Joint classification functionality is provided for natural language call routing (NLCR) or other type of natural language processing (NLP) application implemented in a communication system switch or other processor-based device. The processor-based device is configured to identify a plurality of words contained within a given communication, and to process the plurality of words utilizing a joint classifier. The joint classifier determines at least one category for the plurality of words based on application of a combination of word information and word class information to the plurality of words.
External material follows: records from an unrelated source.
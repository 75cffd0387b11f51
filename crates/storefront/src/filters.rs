//! Askama template filters.

#![allow(clippy::unnecessary_wraps)]

use std::fmt::Display;

/// Footer copyright year.
///
/// Usage in templates: `{{ ""|current_year }}`
#[askama::filter_fn]
pub fn current_year(_value: impl Display, _env: &dyn askama::Values) -> askama::Result<i32> {
    use chrono::Datelike;
    Ok(chrono::Utc::now().year())
}

/// URL of a fingerprinted static asset.
///
/// Usage in templates: `{{ "css/main.css"|asset_path }}`
#[askama::filter_fn]
pub fn asset_path(value: impl Display, _env: &dyn askama::Values) -> askama::Result<String> {
    Ok(fingerprinted(&value.to_string()))
}

/// Content hash recorded by the build script for `asset`, if any.
fn build_hash(asset: &str) -> Option<&'static str> {
    let hash = match asset {
        "css/main.css" => env!("CSS_HASH"),
        "js/app.js" => env!("APP_JS_HASH"),
        _ => return None,
    };
    (!hash.is_empty()).then_some(hash)
}

/// `/static/<dir>/derived/<stem>.<hash>.<ext>` for hashed assets, the plain
/// `/static/<asset>` path otherwise.
fn fingerprinted(asset: &str) -> String {
    let hashed = build_hash(asset).and_then(|hash| {
        let (dir, file) = asset.rsplit_once('/')?;
        let (stem, ext) = file.rsplit_once('.')?;
        Some(format!("/static/{dir}/derived/{stem}.{hash}.{ext}"))
    });
    hashed.unwrap_or_else(|| format!("/static/{asset}"))
}

#[cfg(test)]
mod tests {
    use super::*;

    #[test]
    fn test_hashed_assets_point_at_derived_copies() {
        for (asset, hash) in [("css/main.css", env!("CSS_HASH")), ("js/app.js", env!("APP_JS_HASH"))] {
            let path = fingerprinted(asset);
            if hash.is_empty() {
                assert_eq!(path, format!("/static/{asset}"));
            } else {
                assert!(path.contains("/derived/"), "{path}");
                assert!(path.contains(hash), "{path}");
            }
        }
    }

    #[test]
    fn test_unhashed_asset_is_served_as_is() {
        assert_eq!(fingerprinted("js/htmx.min.js"), "/static/js/htmx.min.js");
        assert_eq!(fingerprinted("images/placeholder.svg"), "/static/images/placeholder.svg");
    }
}
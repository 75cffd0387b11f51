//! Cart line quantity.

use core::fmt;
use core::num::NonZeroU32;

use serde::{Deserialize, Serialize};

/// Errors that can occur when decoding a [`Quantity`].
#[derive(thiserror::Error, Debug, Clone, PartialEq, Eq)]
pub enum QuantityError {
    /// Zero units is not a stored quantity; it means "remove the line".
    #[error("quantity must be at least 1")]
    Zero,
}

/// Number of units on a cart line.
///
/// Always at least 1. Requests for a smaller quantity never produce a
/// `Quantity`; callers treat them as removal instead.
#[derive(Debug, Clone, Copy, PartialEq, Eq, PartialOrd, Ord, Hash, Serialize, Deserialize)]
#[serde(try_from = "u32", into = "u32")]
pub struct Quantity(NonZeroU32);

impl Quantity {
    /// A single unit.
    pub const ONE: Self = Self(NonZeroU32::MIN);

    /// Build a quantity from a requested (possibly negative) amount.
    ///
    /// Returns `None` for anything below 1 or above `u32::MAX`.
    #[must_use]
    pub fn new(requested: i64) -> Option<Self> {
        u32::try_from(requested)
            .ok()
            .and_then(NonZeroU32::new)
            .map(Self)
    }

    /// Number of units.
    #[must_use]
    pub const fn get(self) -> u32 {
        self.0.get()
    }

    /// One more unit, saturating at `u32::MAX`.
    #[must_use]
    pub const fn incremented(self) -> Self {
        Self(self.0.saturating_add(1))
    }
}

impl Default for Quantity {
    fn default() -> Self {
        Self::ONE
    }
}

impl fmt::Display for Quantity {
    fn fmt(&self, f: &mut fmt::Formatter<'_>) -> fmt::Result {
        write!(f, "{}", self.0)
    }
}

impl TryFrom<u32> for Quantity {
    type Error = QuantityError;

    fn try_from(value: u32) -> Result<Self, Self::Error> {
        NonZeroU32::new(value).map(Self).ok_or(QuantityError::Zero)
    }
}

impl From<Quantity> for u32 {
    fn from(quantity: Quantity) -> Self {
        quantity.get()
    }
}

#[cfg(test)]
#[allow(clippy::unwrap_used)]
mod tests {
    use super::*;

    #[test]
    fn test_new_rejects_below_one() {
        assert_eq!(Quantity::new(0), None);
        assert_eq!(Quantity::new(-1), None);
        assert_eq!(Quantity::new(i64::MIN), None);
    }

    #[test]
    fn test_new_accepts_positive() {
        assert_eq!(Quantity::new(1), Some(Quantity::ONE));
        assert_eq!(Quantity::new(42).unwrap().get(), 42);
    }

    #[test]
    fn test_new_rejects_overflow() {
        assert_eq!(Quantity::new(i64::from(u32::MAX) + 1), None);
    }

    #[test]
    fn test_incremented_saturates() {
        assert_eq!(Quantity::ONE.incremented().get(), 2);
        let max = Quantity::new(i64::from(u32::MAX)).unwrap();
        assert_eq!(max.incremented(), max);
    }

    #[test]
    fn test_deserialize_zero_fails() {
        assert!(serde_json::from_str::<Quantity>("0").is_err());
        assert_eq!(serde_json::from_str::<Quantity>("3").unwrap().get(), 3);
    }
}
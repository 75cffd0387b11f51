//! Unified error handling with Sentry integration.
//!
//! Provides a unified `AppError` type that captures errors to Sentry before
//! responding to the client. All route handlers should return `Result<T, AppError>`.

use axum::{
    http::StatusCode,
    response::{IntoResponse, Response},
};
use thiserror::Error;

use crate::backend::BackendError;

/// Application-level error type for the storefront.
///
/// Cart and auth failures are shown to the user as toasts by their
/// handlers; this type covers what is left: failures that replace the page.
#[derive(Debug, Error)]
pub enum AppError {
    /// Hosted backend call failed.
    #[error("Backend error: {0}")]
    Backend(#[from] BackendError),

    /// Session store read or write failed.
    #[error("Session error: {0}")]
    Session(#[from] tower_sessions::session::Error),

    /// Resource not found.
    #[error("Not found: {0}")]
    NotFound(String),
}

impl IntoResponse for AppError {
    fn into_response(self) -> Response {
        // Capture server errors to Sentry
        if matches!(self, Self::Backend(_) | Self::Session(_)) {
            let event_id = sentry::capture_error(&self);
            tracing::error!(
                error = %self,
                sentry_event_id = %event_id,
                "Request error"
            );
        }

        let status = match &self {
            Self::Backend(_) => StatusCode::BAD_GATEWAY,
            Self::Session(_) => StatusCode::INTERNAL_SERVER_ERROR,
            Self::NotFound(_) => StatusCode::NOT_FOUND,
        };

        // Don't expose internal error details to clients
        let message = match &self {
            Self::Backend(_) => "External service error".to_string(),
            Self::Session(_) => "Internal server error".to_string(),
            Self::NotFound(_) => self.to_string(),
        };

        (status, message).into_response()
    }
}

/// Result type alias for `AppError`.
pub type Result<T> = std::result::Result<T, AppError>;

/// Set the Sentry user context from a user ID.
///
/// Call this after successful authentication to associate errors with users.
pub fn set_sentry_user(user_id: &impl ToString, email: Option<&str>) {
    sentry::configure_scope(|scope| {
        scope.set_user(Some(sentry::User {
            id: Some(user_id.to_string()),
            email: email.map(String::from),
            ..Default::default()
        }));
    });
}

/// Clear the Sentry user context.
///
/// Call this on logout to stop associating errors with the user.
pub fn clear_sentry_user() {
    sentry::configure_scope(|scope| {
        scope.set_user(None);
    });
}

/// Add a breadcrumb for user actions.
///
/// Breadcrumbs appear in Sentry error reports to show the trail of user actions
/// leading up to an error.
///
/// # Example
///
/// ```rust,ignore
/// add_breadcrumb("navigation", "Viewed product page", Some(&[("product_id", "123")]));
/// ```
pub fn add_breadcrumb(category: &str, message: &str, data: Option<&[(&str, &str)]>) {
    let mut breadcrumb = sentry::Breadcrumb {
        category: Some(category.to_string()),
        message: Some(message.to_string()),
        level: sentry::Level::Info,
        ..Default::default()
    };

    if let Some(pairs) = data {
        for (key, value) in pairs {
            breadcrumb.data.insert(
                (*key).to_string(),
                serde_json::Value::String((*value).to_string()),
            );
        }
    }

    sentry::add_breadcrumb(breadcrumb);
}
//! ShopHub Core - Shared domain types.
//!
//! This crate provides the types used across the ShopHub components:
//! - `storefront` - Server-rendered storefront backed by the hosted data/auth service
//! - `cli` - Operator tools for session migrations and catalog seeding
//!
//! # Architecture
//!
//! The core crate contains only types and pure functions - no I/O, no HTTP
//! clients. Cart arithmetic and form validation live here so they can be
//! tested without a backend.
//!
//! # Modules
//!
//! - [`types`] - Newtype wrappers for IDs, prices, quantities, emails, and the
//!   product / cart line records
//! - [`cart`] - Derived cart values (total, count) and merge lookup
//! - [`validation`] - Pre-submission checks for the auth forms

#![cfg_attr(not(test), forbid(unsafe_code))]

pub mod cart;
pub mod types;
pub mod validation;

pub use cart::{cart_count, cart_total, find_line_for_product};
pub use types::*;
pub use validation::{
    MIN_PASSWORD_LENGTH, ValidationError, validate_email, validate_password,
    validate_password_confirmation,
};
Words and word classes utilized to provide the respective word information and word class information for use in the joint classifier may be selected using information gain based term selection.

Description

    FIELD OF THE INVENTION
  • The invention relates generally to the field of communication systems, and more particularly to language-based routing or other language-based techniques for processing calls or other communications in such systems.
  • BACKGROUND OF THE INVENTION
  • An approach known as natural language call routing (NLCR) may be used in a communication system switch to route incoming calls or other communications to appropriate destinations. NLCR in the context of processing an incoming call generally utilizes a natural language based dialogue interaction to determine the intention of the caller and to route the call in a manner consistent with that intention. It thus attempts to provide improved service quality relative to standard interactive voice response (IVR) approaches, which are traditionally implemented using highly constrained finite-state grammars derived from a service manual or other predetermined call processing script.
  • NLCR is related to other natural language processing (NLP) applications, such as natural language understanding (NLU) and information retrieval. It is well known in these applications that literal matching of word terms in a user query to a particular destination description can be problematic. This is because there are many ways to express a given concept, and the literal terms in a query may not match those of a relevant document or other destination description. Certain natural language understanding and information retrieval techniques have been applied in NLCR, including latent semantic indexing (LSI). See, for example, S. Deerwester et al.,“Indexing by Latent Semantic Analysis,” Journal of the American Society for Information Science, 41:391-407, 1990, J. Chu-Carrol et al.,“Vector-Based Natural Language Call Routing,” Computational Linguistics, 25(3):361-389, 1999, and L. Li et al.,“Improving Latent Semantics Indexing Based Classifier with Information Gain,” Proc. of the 7th International Conference on Spoken Language Processing, 2:1141-1144, September 2002, all of which are incorporated by reference herein.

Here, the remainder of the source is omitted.